Cónclave para el regalo de Alito
También hubo episodios abruptos, como el arresto de Manuel Zelaya en Honduras (2009) o de Sheikh Mujibur Rahman en Pakistán (1971). En la mayoría, la orden no se ejecutó de inmediato: sólo Zelaya y Mujibur fueron efectivamente detenidos, mientras que los demás permanecieron en el poder, amparados por su control interno o por alianzas internacionales.
A esa breve pero tensa lista se suma ahora Venezuela, aunque por una vía distinta: Estados Unidos no ha emitido una orden judicial internacional, sino que ha elevado a 50 millones de dólares la recompensa por información que conduzca al arresto de Nicolás Maduro, acusado de narcotráfico y terrorismo. La medida —anunciada por la fiscal general Pam Bondi— lo vincula con el Cártel de Sinaloa y el Tren de Aragua, y se suma a decomisos millonarios de bienes y drogas ligados a su entorno. Caracas respondió con furia: el canciller Yván Gil la tildó de “operación de propaganda” y “cortina de humo ridícula”, denunciando una injerencia violenta en la soberanía. No es una orden de captura en sentido estricto, pero sí un golpe calculado a la legitimidad internacional de un presidente en funciones.
Más que localizar a Maduro —cuyo paradero en el Palacio de Miraflores no es ningún misterio—, la recompensa parece apuntar a otro objetivo: sembrar la sospecha y tentar a su círculo más cercano. En la lógica de las operaciones encubiertas, el dinero actúa como catalizador de traiciones, capaz de fracturar lealtades que la represión o la ideología habían mantenido intactas. La apuesta de Washington no es geográfica sino psicológica: debilitar el muro de confianza que sostiene a un presidente asediado por sanciones, aislamiento diplomático y acusaciones penales. En este tablero, la moneda no es la captura, sino la duda que corroe desde dentro.

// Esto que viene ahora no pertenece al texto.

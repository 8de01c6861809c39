//! Per-landmark bounding-box prediction and detectability, computed once at startup and held
//! as shared-immutable values thereafter — a single owner, shared read borrow, no lifecycle
//! complexity.

use crate::geometry::{self, WorldPoint, GRID_H, GRID_THETA, GRID_W};
use crate::grid::Grid3;

/// A known, static landmark object: a label plus the five points (centre and four corners)
/// defining its vertical rectangular face.
#[derive(Clone, Debug)]
pub struct WorldObject {
    pub label: String,
    pub centre: WorldPoint,
    pub bottom_left: WorldPoint,
    pub bottom_right: WorldPoint,
    pub top_left: WorldPoint,
    pub top_right: WorldPoint,
}

/// Per-cell predicted bounding box, as four `[H, W, Theta]` grids.
pub struct BoundingBoxGrid {
    pub centre_u: Grid3,
    pub centre_v: Grid3,
    pub width: Grid3,
    pub height: Grid3,
}

/// The box prediction and detectability prior for one landmark, computed once.
pub struct LandmarkPrediction {
    pub class_id: String,
    pub boxes: BoundingBoxGrid,
    pub detectability: Grid3,
}

fn mean_grid(a: &Grid3, b: &Grid3) -> Grid3 {
    a.add(b).scale(0.5)
}

/// Builds the predicted bounding box and detectability grids for a single landmark.
fn predict_landmark(object: &WorldObject) -> LandmarkPrediction {
    let (centre_u, centre_v) = geometry::project_grid(object.centre);
    let (bl_u, bl_v) = geometry::project_grid(object.bottom_left);
    let (br_u, br_v) = geometry::project_grid(object.bottom_right);
    let (tl_u, tl_v) = geometry::project_grid(object.top_left);
    let (tr_u, tr_v) = geometry::project_grid(object.top_right);

    let left = mean_grid(&bl_u, &tl_u);
    let right = mean_grid(&br_u, &tr_u);
    let top = mean_grid(&tl_v, &tr_v);
    let bottom = mean_grid(&bl_v, &br_v);

    let width = right.add(&left.scale(-1.0)).map(|v| v.max(0.0));
    let height = bottom.add(&top.scale(-1.0)).map(|v| v.max(0.0));

    let detectability = Grid3::from_fn(GRID_H, GRID_W, GRID_THETA, |iy, ix, it| {
        let cx = centre_u.get(iy, ix, it);
        let cy = centre_v.get(iy, ix, it);
        let w = width.get(iy, ix, it);
        let h = height.get(iy, ix, it);

        let c_left = (cx - w).clamp(-geometry::PRINCIPAL_X, geometry::PRINCIPAL_X);
        let c_right = (cx + w).clamp(-geometry::PRINCIPAL_X, geometry::PRINCIPAL_X);
        let c_bottom = (cy - h).clamp(-geometry::PRINCIPAL_Y, geometry::PRINCIPAL_Y);
        let c_top = (cy + h).clamp(-geometry::PRINCIPAL_Y, geometry::PRINCIPAL_Y);

        let clipped_area = (c_right - c_left) * (c_top - c_bottom);
        let full_area = w * h;
        let ratio = clipped_area / (full_area + clipped_area);
        let ratio = if ratio.is_nan() { 0.0 } else { ratio };

        0.05 + 0.90 * ratio
    });

    LandmarkPrediction {
        class_id: object.label.clone(),
        boxes: BoundingBoxGrid {
            centre_u,
            centre_v,
            width,
            height,
        },
        detectability,
    }
}

/// The fixed table of known landmarks and their precomputed predictions.
pub struct LandmarkSet {
    pub landmarks: Vec<LandmarkPrediction>,
}

impl LandmarkSet {
    /// Builds predictions for every landmark object, preserving the table's declaration order
    /// (a `Vec`, not a `HashMap`) so the data-association recursion in
    /// [`crate::observation`] sees deterministic landmark indices.
    pub fn new(objects: &[WorldObject]) -> Self {
        Self {
            landmarks: objects.iter().map(predict_landmark).collect(),
        }
    }

    /// Two example landmarks: a "dog" facing -x at
    /// `(1.5, 0, 0.27)` and a "cat" facing -y at `(0.5, -1.5, 0.27)`.
    ///
    /// The corner offsets mirror the `world_dog`/`world_cat` tables' geometry, with one fix: a
    /// naive `world_cat` corner pair would carry `y = +1.5` (matching the dog's unrelated
    /// `x = 1.5`), three metres away from the cat's own centre `y = -1.5` — evidently a
    /// copy/paste slip, since a landmark's corners are meant to form a vertical rectangular
    /// face near its own centre. Corrected here to `y = -1.5`, with the corners at
    /// `x = 0.5 +/- 0.11` so the face is perpendicular to the cat's actual viewing axis,
    /// mirroring how the dog's face is perpendicular to its own.
    pub fn standard() -> Self {
        let dog = WorldObject {
            label: "dog".to_string(),
            centre: WorldPoint::new(1.5, 0.0, 0.27),
            bottom_left: WorldPoint::new(1.5, 0.11, 0.02),
            bottom_right: WorldPoint::new(1.5, -0.11, 0.02),
            top_left: WorldPoint::new(1.5, 0.11, 0.52),
            top_right: WorldPoint::new(1.5, -0.11, 0.52),
        };
        let cat = WorldObject {
            label: "cat".to_string(),
            centre: WorldPoint::new(0.5, -1.5, 0.27),
            bottom_left: WorldPoint::new(0.5 - 0.11, -1.5, 0.02),
            bottom_right: WorldPoint::new(0.5 + 0.11, -1.5, 0.02),
            top_left: WorldPoint::new(0.5 - 0.11, -1.5, 0.52),
            top_right: WorldPoint::new(0.5 + 0.11, -1.5, 0.52),
        };
        Self::new(&[dog, cat])
    }
}

#[cfg(test)]
mod test {
    use super::*;

    #[test]
    fn detectability_bounds_hold_everywhere() {
        let set = LandmarkSet::standard();
        for landmark in &set.landmarks {
            for it in 0..GRID_THETA {
                for iy in 0..GRID_H {
                    for ix in 0..GRID_W {
                        let v = landmark.detectability.get(iy, ix, it);
                        assert!((0.05..=1.0).contains(&v), "detectability out of bounds: {v}");
                    }
                }
            }
        }
    }

    #[test]
    fn standard_landmarks_are_dog_then_cat() {
        let set = LandmarkSet::standard();
        assert_eq!(set.landmarks.len(), 2);
        assert_eq!(set.landmarks[0].class_id, "dog");
        assert_eq!(set.landmarks[1].class_id, "cat");
    }
}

La traición siempre tiene un precio, pero nunca un dueño: quien la compra cree controlarla, y quien la vende nunca recupera lo que pierde. Como advirtió Maquiavelo, el traidor es útil una vez y despreciable siempre. En política, ese es el verdadero riesgo: que el golpe no lo dé el enemigo, sino la mano que ayer juraba lealtad.
Porque la traición a la patria no ocurre sólo en manos extranjeras: germina cuando, desde dentro, se quiebra la ley que debía sostenerla. Borges escribió que el traidor y el héroe a veces se confunden. Quizá por eso la pregunta que nos queda sea: ¿es redención entregar a un traidor o sólo otra forma de traición?